The course costs $100 (cashiers’ check only) and runs 48 hours over six weekends. At the first session, we were given a thick notebook, and introduced to our instructor, whom I’ll call Rita. Rita told us that we were going to learn not just about our students, but about ourselves. We would begin to see ourselves, she said, in the light of our race and class, and see how these factors impacted our students. To get us into this mode, she talked about herself. She told us she is a Central American. She is proud of being a citizen of her country, she said, and will never become a U.S. citizen. She has a keen sense of her ethnicity: she eats only her country’s food, and listens only to her country’s music. She is the bilingual coordinator at her school, and likes to speak Spanish as much as possible. If anyone asks her to speak English, she “shuts them up” them by asking “Why?”. Rita said she is resisting the “dominant culture”, a common attitude among immigrants. She said we would be learning “sensitivities” to such attitudes in our class.

Rita directed us to an article in our notebook, influenced by “anarchist” Paulo Freire: “Power and Pedagogy in the Education of Cultural-Diverse Students” by Jim Cummins of USC. This article called on teachers to “challenge coercive relations of power” emanating from “curriculum that reflects only the experience and values of white middle-class English-speaking students”. To bring the point home, we did an exercise called “Food for Thought”, in which Henry read 21 statements aloud. If a statement applied to one of us, we had to stand, sitting down only when a statement did not apply to us. All the “culturally diverse” people in the class stood up for noble statements about pain and oppression (e.g. Crayola Co. “flesh” color did not look like my skin), while I and the other middle-class whites stood up for statements that exposed us as the “dominant class”(e.g. “Toy stores sold dolls that looked like me.”)

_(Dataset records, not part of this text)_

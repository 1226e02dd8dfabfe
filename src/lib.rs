//! A GPU-driven Vulkan rendering runtime for massive CAD scenes.
//!
//! `cadre` renders scenes of hundreds of thousands to millions of small,
//! heterogeneous objects at interactive rates. Its value is not window
//! management or shader authoring but how it lays out GPU memory, schedules
//! asynchronous host-to-device transfers, amortizes draw-call cost through
//! indirect rendering and keeps per-object overhead low:
//!
//! - A suballocation layer over large GPU buffers — data, geometry and image
//!   storage — built on a two-block [circular arena](arena) with O(1)
//!   amortized allocation and relocation callbacks.
//! - A [staging pipeline](staging) coupling CPU-visible scratch memory to
//!   device-local targets, batching copies into one submission per frame and
//!   recycling scratch once the frame's fence signals.
//! - A [handle table](handle_table) providing indirection from stable 64-bit
//!   handles to device addresses, mirrored on the GPU.
//! - A [scene graph of draw state](graph) — pipelines, state sets,
//!   drawables — compiled each frame into a single compact indirect-draw
//!   buffer by a compute pass.
//!
//! The [`Renderer`] ties these together and drives the frame loop. Windowing,
//! swapchains and shader authoring stay outside: surfaces belong to the host
//! application and all shader bytecode is consumed as opaque SPIR-V blobs.
//!
//! # Example
//!
//! ```no_run
//! use std::sync::Arc;
//! use cadre::{
//!     driver::{Device, DeviceInfo, DriverError},
//!     Renderer, RendererInfo,
//! };
//!
//! fn main() -> Result<(), DriverError> {
//!     let device = Arc::new(Device::create_headless(DeviceInfo::default())?);
//!     let mut renderer = Renderer::new(&device, RendererInfo::default());
//!
//!     let data = renderer.alloc_data(1024)?;
//!     renderer.upload_data(&data, &[0u8; 1024])?;
//!
//!     let handle = renderer.create_handle()?;
//!     renderer.set_handle(handle, data.device_address())?;
//!     assert_eq!(renderer.lookup_handle(handle), data.device_address());
//!
//!     renderer.free_data(data);
//!     Ok(())
//! }
//! ```

pub mod arena;
pub mod data;
pub mod driver;
pub mod geometry;
pub mod graph;
pub mod handle_table;
pub mod image;
pub mod primitive_set;
pub mod staging;

mod renderer;

pub use self::renderer::{FrameInfo, Renderer, RendererInfo, RendererInfoBuilder};

/// Things which are used in almost every program built on this crate.
pub mod prelude {
    pub use super::{
        FrameInfo, Renderer, RendererInfo,
        data::{DataAllocation, Relocation, UploadCtx},
        driver::{
            AccessType, Buffer, BufferInfo, CommandBuffer, ComputePipeline, Device, DeviceInfo,
            DriverError, GraphicPipeline, GraphicPipelineInfo, Instance, Shader,
        },
        geometry::{AttribSizeList, Geometry},
        graph::{DrawableGpuData, DrawableId, StateSetGraph, StateSetId},
        image::{ImageAllocation, ImageCreateDesc},
        primitive_set::{PrimitiveSet, PrimitiveSetGpuData},
        staging::{StagingData, TransferRecord},
    };
}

The next week-end, mercifully, we turned from white guilt to linguistic theory. Our readings purported to offer “empirical proof” of the need to educate non-native English speakers in their native languages for several years before teaching them English, as is the practice in LAUSD for Spanish speaking students. On that and the following four week-ends, Rita took us through many hundreds of pages of “proofs” of the tenets of bilingual education. These tenets may be summarized as follows:

1. White European immigrants of the last century had a strong educational background and could begin learning English when they got here.

2. Ditto for Asians.

3. Latino immigrants often come here without a strong educational background, and therefore they should not study English because it will only mix them up.

It is not my intent here to debate bilingual education, but at least one could say that it is controversial. We do have a 70% Hispanic drop-out rate, and mastery of English has fallen dramatically since bilingual education was initiated. Perhaps SB 1969 could have given us a more rounded view, beyond calling critics of bilingual education “cultural hegemonists” and “intellectual xenophobes” (Cummins).

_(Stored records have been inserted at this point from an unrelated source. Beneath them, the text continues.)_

#[cfg(test)]
mod tests {
    use {super::*, ash::vk::Handle};

    const TEST_TIERS: [vk::DeviceSize; 3] = [64 << 10, 2 << 20, 32 << 20];

    fn test_mem_props() -> vk::PhysicalDeviceMemoryProperties {
        let mut props = vk::PhysicalDeviceMemoryProperties {
            memory_type_count: 3,
            ..Default::default()
        };

        props.memory_types[0].property_flags = vk::MemoryPropertyFlags::DEVICE_LOCAL;
        props.memory_types[1].property_flags =
            vk::MemoryPropertyFlags::HOST_VISIBLE | vk::MemoryPropertyFlags::HOST_COHERENT;
        props.memory_types[2].property_flags =
            vk::MemoryPropertyFlags::DEVICE_LOCAL | vk::MemoryPropertyFlags::HOST_VISIBLE;

        props
    }

    fn test_factory() -> impl FnMut(vk::DeviceSize, u32) -> Option<ImageMemory> {
        |size, memory_type_index| Some(ImageMemory::unbacked(size, memory_type_index))
    }

    fn test_upload(
        old_layout: vk::ImageLayout,
        copy_layout: vk::ImageLayout,
        new_layout: vk::ImageLayout,
        stages: vk::PipelineStageFlags,
        access: vk::AccessFlags,
    ) -> BufferToImageUpload {
        BufferToImageUpload {
            copy_layout,
            copy_record: CopyRecordId::default(),
            data_size: 4096,
            dst_image: vk::Image::from_raw(0x77),
            new_layout,
            new_layout_dst_access: access,
            new_layout_dst_stages: stages,
            old_layout,
            regions: vec![vk::BufferImageCopy {
                image_subresource: vk::ImageSubresourceLayers {
                    aspect_mask: vk::ImageAspectFlags::COLOR,
                    mip_level: 0,
                    base_array_layer: 0,
                    layer_count: 1,
                },
                ..Default::default()
            }],
            src_buffer: vk::Buffer::null(),
            staging_memory: StagingMemoryId::default(),
        }
    }

    #[test]
    pub fn alloc_selects_memory_type() {
        let mut storage = ImageStorage::new();
        let mut factory = test_factory();
        let mut bind =
            |_: vk::Image, _: vk::DeviceMemory, _: vk::DeviceSize| -> Result<(), DriverError> {
                Ok(())
            };
        let props = test_mem_props();

        // Only types 0 and 2 are device-local; bit mask excludes type 0
        let allocation = storage
            .alloc(
                4096,
                256,
                0b110,
                vk::MemoryPropertyFlags::DEVICE_LOCAL,
                vk::Image::from_raw(1),
                ImageCreateDesc::image_2d(
                    vk::Format::R8G8B8A8_UNORM,
                    64,
                    64,
                    vk::ImageUsageFlags::SAMPLED,
                ),
                &props,
                TEST_TIERS,
                &mut factory,
                &mut bind,
            )
            .unwrap();

        assert_eq!(allocation.memory_type, 2);
        assert_eq!(allocation.memory_offset(), 0);
        assert_eq!(storage.image(&allocation), vk::Image::from_raw(1));

        // No matching type at all
        let err = storage
            .alloc(
                4096,
                256,
                0b001,
                vk::MemoryPropertyFlags::HOST_VISIBLE,
                vk::Image::from_raw(2),
                ImageCreateDesc::image_2d(
                    vk::Format::R8G8B8A8_UNORM,
                    64,
                    64,
                    vk::ImageUsageFlags::SAMPLED,
                ),
                &props,
                TEST_TIERS,
                &mut factory,
                &mut bind,
            )
            .unwrap_err();
        assert_eq!(err, DriverError::OutOfMemory);

        let mut destroyed = vec![];
        storage.free(allocation, &mut |image| destroyed.push(image));
        assert_eq!(destroyed, vec![vk::Image::from_raw(1)]);
    }

    #[test]
    pub fn alloc_respects_alignment() {
        let mut storage = ImageStorage::new();
        let mut factory = test_factory();
        let mut bind =
            |_: vk::Image, _: vk::DeviceMemory, _: vk::DeviceSize| -> Result<(), DriverError> {
                Ok(())
            };
        let props = test_mem_props();
        let desc = ImageCreateDesc::image_2d(
            vk::Format::R8G8B8A8_UNORM,
            64,
            64,
            vk::ImageUsageFlags::SAMPLED,
        );

        let a = storage
            .alloc(
                100,
                1,
                0b001,
                vk::MemoryPropertyFlags::DEVICE_LOCAL,
                vk::Image::from_raw(1),
                desc,
                &props,
                TEST_TIERS,
                &mut factory,
                &mut bind,
            )
            .unwrap();
        let b = storage
            .alloc(
                100,
                4096,
                0b001,
                vk::MemoryPropertyFlags::DEVICE_LOCAL,
                vk::Image::from_raw(2),
                desc,
                &props,
                TEST_TIERS,
                &mut factory,
                &mut bind,
            )
            .unwrap();

        assert_eq!(a.memory_offset(), 0);
        assert_eq!(b.memory_offset(), 4096);
    }

    #[test]
    pub fn upload_with_layout_transition_plans_both_barriers() {
        // R8G8B8A8 upload: undefined -> transferDst -> shaderReadOnly
        let upload = test_upload(
            vk::ImageLayout::UNDEFINED,
            vk::ImageLayout::TRANSFER_DST_OPTIMAL,
            vk::ImageLayout::SHADER_READ_ONLY_OPTIMAL,
            vk::PipelineStageFlags::FRAGMENT_SHADER,
            vk::AccessFlags::SHADER_READ,
        );
        let plan = plan_upload_barriers(&upload);

        assert_eq!(plan.pre.len(), 1);
        assert_eq!(plan.pre[0].src_access_mask, vk::AccessFlags::empty());
        assert_eq!(plan.pre[0].dst_access_mask, vk::AccessFlags::TRANSFER_WRITE);
        assert_eq!(plan.pre[0].old_layout, vk::ImageLayout::UNDEFINED);
        assert_eq!(plan.pre[0].new_layout, vk::ImageLayout::TRANSFER_DST_OPTIMAL);

        assert_eq!(plan.post.len(), 1);
        assert_eq!(plan.post[0].src_access_mask, vk::AccessFlags::TRANSFER_WRITE);
        assert_eq!(plan.post[0].dst_access_mask, vk::AccessFlags::SHADER_READ);
        assert_eq!(plan.post[0].old_layout, vk::ImageLayout::TRANSFER_DST_OPTIMAL);
        assert_eq!(
            plan.post[0].new_layout,
            vk::ImageLayout::SHADER_READ_ONLY_OPTIMAL
        );
        assert_eq!(plan.post_dst_stages, vk::PipelineStageFlags::FRAGMENT_SHADER);
    }

    #[test]
    pub fn upload_barrier_elision() {
        // old == copy: no pre-barrier
        let upload = test_upload(
            vk::ImageLayout::TRANSFER_DST_OPTIMAL,
            vk::ImageLayout::TRANSFER_DST_OPTIMAL,
            vk::ImageLayout::SHADER_READ_ONLY_OPTIMAL,
            vk::PipelineStageFlags::FRAGMENT_SHADER,
            vk::AccessFlags::SHADER_READ,
        );
        let plan = plan_upload_barriers(&upload);
        assert!(plan.pre.is_empty());
        assert_eq!(plan.post.len(), 1);

        // copy == new and empty stages: no post-barrier
        let upload = test_upload(
            vk::ImageLayout::UNDEFINED,
            vk::ImageLayout::TRANSFER_DST_OPTIMAL,
            vk::ImageLayout::TRANSFER_DST_OPTIMAL,
            vk::PipelineStageFlags::empty(),
            vk::AccessFlags::empty(),
        );
        let plan = plan_upload_barriers(&upload);
        assert_eq!(plan.pre.len(), 1);
        assert!(plan.post.is_empty());
    }

    #[test]
    pub fn replaced_allocation_parks_image_until_copy_drains() {
        let mut storage = ImageStorage::new();
        let mut factory = test_factory();
        let mut bind =
            |_: vk::Image, _: vk::DeviceMemory, _: vk::DeviceSize| -> Result<(), DriverError> {
                Ok(())
            };
        let props = test_mem_props();
        let desc = ImageCreateDesc::image_2d(
            vk::Format::R8G8B8A8_UNORM,
            64,
            64,
            vk::ImageUsageFlags::SAMPLED,
        );

        let allocation = storage
            .alloc(
                4096,
                256,
                0b001,
                vk::MemoryPropertyFlags::DEVICE_LOCAL,
                vk::Image::from_raw(7),
                desc,
                &props,
                TEST_TIERS,
                &mut factory,
                &mut bind,
            )
            .unwrap();

        storage
            .submit_upload(
                &allocation,
                vk::Buffer::null(),
                StagingMemoryId::default(),
                vk::ImageLayout::UNDEFINED,
                vk::ImageLayout::TRANSFER_DST_OPTIMAL,
                vk::ImageLayout::SHADER_READ_ONLY_OPTIMAL,
                vk::PipelineStageFlags::FRAGMENT_SHADER,
                vk::AccessFlags::SHADER_READ,
                vec![vk::BufferImageCopy::default()],
                4096,
            )
            .unwrap();

        // Freed while the upload is still queued: the image must be parked,
        // not destroyed
        let mut destroyed = vec![];
        storage.free(allocation, &mut |image| destroyed.push(image));
        assert!(destroyed.is_empty());
    }
}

Still, I didn’t want to fail the course and lose my job, so I held my tongue. Now I can continue to teach in Los Angeles. But I still wondered who the real ” cultural hegemonists” were and who was going to make sure that teacher training actually had something to do with real teaching, so I asked Day Higuchi, the new head of UTLA, about SB 1969 when he visited my school.

He said the union accepted the course because “the federal office of civil rights” forced it to, but he wouldn’t discuss why or how the union came to coauthor it. Higuchi told me privately that he didn’t want to publicly debate the merits of bilingual education. It was too divisive, he said. Thus endeth the lesson.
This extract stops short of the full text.